- Problem
Read the lines below. Copy out any that hold the string "insert".

Collected data entries:
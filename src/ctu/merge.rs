//! Merges per-worker function-map fragments into one global map per architecture.
//!
//! Runs single-threaded after every writer has exited, so the fragments need
//! no locking. A mangled name seen with two or more distinct AST paths is
//! left out of the global map: importing an arbitrarily chosen definition
//! across TUs would be unsound.

use std::collections::{BTreeMap, BTreeSet};
use std::fs;
use std::io::Write;
use std::path::{Path, PathBuf};

use walkdir::WalkDir;

use crate::error::{IoResultExt, Result};

use super::{FUNC_MAP_FILE, TEMP_FNMAP_FOLDER};

/// Mangled name to AST path; every key maps to exactly one value.
pub type GlobalFunctionMap = BTreeMap<String, String>;

/// Merge result for one architecture.
#[derive(Debug, Clone, PartialEq, Eq)]
pub struct ArchMerge {
    pub arch: String,
    pub map_file: PathBuf,
    pub entries: usize,
    pub ambiguous: usize,
}

/// Merge result for a whole CTU root.
#[derive(Debug, Clone, Default, PartialEq, Eq)]
pub struct MergeReport {
    pub architectures: Vec<ArchMerge>,
}

impl MergeReport {
    #[must_use]
    pub fn total_entries(&self) -> usize {
        self.architectures.iter().map(|a| a.entries).sum()
    }
}

/// Pure merge over fragment lines (`name ast_path`, split on the first space).
pub fn merge_fragments<I, S>(lines: I) -> (GlobalFunctionMap, usize)
where
    I: IntoIterator<Item = S>,
    S: AsRef<str>,
{
    let mut observed: BTreeMap<String, BTreeSet<String>> = BTreeMap::new();
    for line in lines {
        let line = line.as_ref().trim_end_matches(['\r', '\n']);
        let Some((name, path)) = line.split_once(' ') else {
            continue;
        };
        if name.is_empty() || path.is_empty() {
            continue;
        }
        observed
            .entry(name.to_string())
            .or_default()
            .insert(path.to_string());
    }

    let mut merged = GlobalFunctionMap::new();
    let mut ambiguous = 0;
    for (name, paths) in observed {
        if paths.len() == 1 {
            if let Some(path) = paths.into_iter().next() {
                merged.insert(name, path);
            }
        } else {
            tracing::trace!(%name, definitions = paths.len(), "leaving ambiguous name out of CTU");
            ambiguous += 1;
        }
    }
    (merged, ambiguous)
}

/// Merges every architecture under `ctu_dir` that has a fragment folder.
///
/// # Errors
/// Returns error if a fragment cannot be read or a global map cannot be written.
pub fn merge_ctu_maps(ctu_dir: &Path) -> Result<MergeReport> {
    let mut report = MergeReport::default();
    if !ctu_dir.is_dir() {
        return Ok(report);
    }

    let mut arch_dirs: Vec<PathBuf> = fs::read_dir(ctu_dir)
        .at_path(ctu_dir)?
        .filter_map(std::result::Result::ok)
        .map(|e| e.path())
        .filter(|p| p.join(TEMP_FNMAP_FOLDER).is_dir())
        .collect();
    arch_dirs.sort();

    for arch_dir in arch_dirs {
        report.architectures.push(merge_arch(&arch_dir)?);
    }
    Ok(report)
}

/// Merges one `<ctu_dir>/<arch>` folder and removes its fragment scratch folder.
///
/// # Errors
/// Returns error if a fragment cannot be read or the map cannot be written.
pub fn merge_arch(arch_dir: &Path) -> Result<ArchMerge> {
    let temp_dir = arch_dir.join(TEMP_FNMAP_FOLDER);
    let lines = read_fragments(&temp_dir)?;
    let (merged, ambiguous) = merge_fragments(&lines);

    let map_file = arch_dir.join(FUNC_MAP_FILE);
    write_global_map(&map_file, &merged)?;

    if let Err(e) = fs::remove_dir_all(&temp_dir) {
        tracing::debug!(dir = %temp_dir.display(), "could not remove fragment folder: {e}");
    }

    let arch = arch_dir
        .file_name()
        .map_or_else(String::new, |n| n.to_string_lossy().into_owned());
    tracing::info!(
        %arch,
        entries = merged.len(),
        ambiguous,
        "merged CTU function map into {}",
        map_file.display()
    );

    Ok(ArchMerge {
        arch,
        map_file,
        entries: merged.len(),
        ambiguous,
    })
}

/// Every line of every file inside `dir` (enumeration order is irrelevant).
///
/// # Errors
/// Returns error if the directory walk or a file read fails.
pub fn read_fragments(dir: &Path) -> Result<Vec<String>> {
    let mut lines = Vec::new();
    for entry in WalkDir::new(dir).min_depth(1).max_depth(1) {
        let entry = entry?;
        if !entry.file_type().is_file() {
            continue;
        }
        let content = fs::read_to_string(entry.path()).at_path(entry.path())?;
        lines.extend(content.lines().map(str::to_string));
    }
    Ok(lines)
}

/// Overwrites `path` with one `name ast_path` pair per line, sorted by name.
///
/// # Errors
/// Returns error if the file cannot be written.
pub fn write_global_map(path: &Path, map: &GlobalFunctionMap) -> Result<()> {
    let mut out = String::new();
    for (name, ast) in map {
        out.push_str(name);
        out.push(' ');
        out.push_str(ast);
        out.push('\n');
    }
    let mut file = fs::File::create(path).at_path(path)?;
    file.write_all(out.as_bytes()).at_path(path)?;
    Ok(())
}

/// Reads a global map written by [`write_global_map`].
///
/// # Errors
/// Returns error if the file cannot be read.
pub fn read_global_map(path: &Path) -> Result<GlobalFunctionMap> {
    let content = fs::read_to_string(path).at_path(path)?;
    Ok(content
        .lines()
        .filter_map(|l| l.split_once(' '))
        .map(|(n, p)| (n.to_string(), p.to_string()))
        .collect())
}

- Written solution
            .insert(path.to_string());
                merged.insert(name, path);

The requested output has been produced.